Science offers truth about the way the world works, but religion offers truths about who we are and why we are. Science and religion, therefore, need not be enemies.
 
Leon R. Kass  
Hertog Fellow
Leon R. Kass
 
Western civilization would not be Western civilization were it not for biblical religion, which reveres and trusts in the one God, Who has made known what He wants of human beings through what is called His revelation--that is, through Scripture. Western civilization would not be Western civilization were it not also for science, which extols and trusts in human reason to disclose the workings of nature and to use the knowledge gained to improve human life. These twin sources of Western civilization--religion and science (or, before science, philosophy), divine revelation and human reason--are, to say the least, not easily harmonized. One might even say that Western civilization would not be Western civilization without the continuing dialectical tension between the claims and demands of biblical religion and the cultivation of autonomous human reason.
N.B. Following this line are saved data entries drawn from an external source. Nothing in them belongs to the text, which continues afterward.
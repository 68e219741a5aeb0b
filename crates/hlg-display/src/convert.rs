//! Cross-standard conversion: extended sRGB to rec2100-HLG signal.
//!
//! Conventional (sRGB / full-range rec709) content is placed into the
//! HLG signal so that diffuse white lands at the HLG media-white level
//! of 75% signal. The path is: linearize (extended-range sRGB curve),
//! change primaries rec709 -> rec2020 through XYZ, scale every channel
//! by the scene-linear value of 75% signal, and encode with the inverse
//! EOTF at `β = 0, γ = 1` — which reduces to the plain OETF per channel.

use hlg_math::Vec3;
use hlg_primaries::{SRGB_TO_XYZ, XYZ_TO_REC2020};
use hlg_transfer::{hlg, srgb};

use crate::eotf::inv_eotf;

/// HLG signal level of media white (75 IRE).
pub const HLG_MEDIA_WHITE_SIGNAL: f64 = 0.75;

/// Scene-linear value corresponding to HLG media white.
///
/// `inv_oetf(0.75) ≈ 0.2649626`; sRGB reference white is scaled to this
/// level so it encodes back to 75% signal.
///
/// # Example
///
/// ```rust
/// use hlg_display::srgb_to_hlg_scale;
///
/// assert!((srgb_to_hlg_scale() - 0.2649626).abs() < 1e-7);
/// ```
#[inline]
pub fn srgb_to_hlg_scale() -> f64 {
    hlg::inv_oetf(HLG_MEDIA_WHITE_SIGNAL)
}

/// Converts an extended-range sRGB signal triple to a rec2100-HLG
/// signal triple.
///
/// Input components are nominally in [0, 1] but may lie outside it for
/// extended-range content; the sign-mirrored linearization keeps such
/// values meaningful, and out-of-gamut channels surviving the primaries
/// change are clamped to zero scene light at the encoding stage.
///
/// sRGB white `(1, 1, 1)` maps to `(0.75, 0.75, 0.75)` up to matrix
/// round-off.
///
/// # Example
///
/// ```rust
/// use hlg_display::extended_srgb_to_rec2100_hlg;
/// use hlg_math::Vec3;
///
/// let hlg_white = extended_srgb_to_rec2100_hlg(Vec3::ONE);
/// assert!((hlg_white.x - 0.75).abs() < 1e-9);
/// ```
pub fn extended_srgb_to_rec2100_hlg(signal: Vec3) -> Vec3 {
    // Undo the sRGB transfer function: linear-light rec709, possibly
    // outside [0, 1] for extended-range input
    let linear = signal.map(srgb::eotf_extended);

    // rec709 primaries -> rec2100 (= rec2020) primaries, through XYZ
    let lin2100 = XYZ_TO_REC2020 * (SRGB_TO_XYZ * linear);

    // Scale so diffuse white sits at the HLG media-white level
    let scaled = lin2100 * srgb_to_hlg_scale();

    // Encode; no black lift or system gamma at this nominal stage
    inv_eotf(scaled, 0.0, 1.0)
}

#[cfg(test)]
mod tests {
    use super::*;

    #[test]
    fn test_scale_constant() {
        assert!((srgb_to_hlg_scale() - 0.26496256042100724).abs() < 1e-15);
        // Encoding the scale value recovers media white exactly
        assert!((hlg::oetf(srgb_to_hlg_scale()) - 0.75).abs() < 1e-12);
    }

    #[test]
    fn test_white_maps_to_media_white() {
        let out = extended_srgb_to_rec2100_hlg(Vec3::ONE);
        assert!((out.x - 0.75).abs() < 1e-9, "out={:?}", out);
        assert!((out.y - 0.75).abs() < 1e-9);
        assert!((out.z - 0.75).abs() < 1e-9);
    }

    #[test]
    fn test_black_maps_to_black() {
        let out = extended_srgb_to_rec2100_hlg(Vec3::ZERO);
        assert!(out.x.abs() < 1e-12);
        assert!(out.y.abs() < 1e-12);
        assert!(out.z.abs() < 1e-12);
    }

    #[test]
    fn test_srgb_red_in_rec2020() {
        // sRGB red sits inside the rec2020 gamut: all channels positive,
        // dominated by red; reference values computed from the fixed
        // matrices and curve formulas
        let out = extended_srgb_to_rec2100_hlg(Vec3::new(1.0, 0.0, 0.0));
        assert!((out.x - 0.6558735699035119).abs() < 1e-9, "out={:?}", out);
        assert!((out.y - 0.23435994563816817).abs() < 1e-9);
        assert!((out.z - 0.11414619065055438).abs() < 1e-9);
    }

    #[test]
    fn test_gray_stays_gray() {
        // Achromatic input stays achromatic (D65 in both spaces)
        let out = extended_srgb_to_rec2100_hlg(Vec3::splat(0.5));
        assert!((out.x - out.y).abs() < 1e-9);
        assert!((out.y - out.z).abs() < 1e-9);
    }

    #[test]
    fn test_extended_input_exceeds_range() {
        // Brighter-than-white extended input encodes above 0.75
        let out = extended_srgb_to_rec2100_hlg(Vec3::splat(1.2));
        assert!(out.x > 0.75);
        // And monotonically: even brighter -> higher signal
        let brighter = extended_srgb_to_rec2100_hlg(Vec3::splat(1.5));
        assert!(brighter.x > out.x);
    }

    #[test]
    fn test_output_finite_for_out_of_gamut() {
        // Negative (out-of-gamut) extended input must not produce NaN
        let out = extended_srgb_to_rec2100_hlg(Vec3::new(-0.2, 0.5, 1.3));
        assert!(out.is_finite(), "out={:?}", out);
    }
}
In the United States today, the age-old tension between science and scriptural religion is intensifying. Recent debates over stem-cell research and the teaching of evolution are but small skirmishes in a larger contest of worldviews, a contest heating up especially because of the triumphant emergence of the new sciences of genetics, neurobiology, and evolutionary psychology. As the findings of these biological sciences are elevated into scientistic challenges to traditional understandings of human nature and man’s standing in the universe, religious teachings are increasingly under attack and suspicion. Biblical religion finds itself intellectually on the defensive, in the face of assaults from an aggressive scientific and intellectual elite eager to embarrass it.

Make no mistake: the stakes in this contest are high. At issue are the moral and spiritual health of our nation, the continued vitality of science, and our own human self-understanding as human beings and as children of the West. . . .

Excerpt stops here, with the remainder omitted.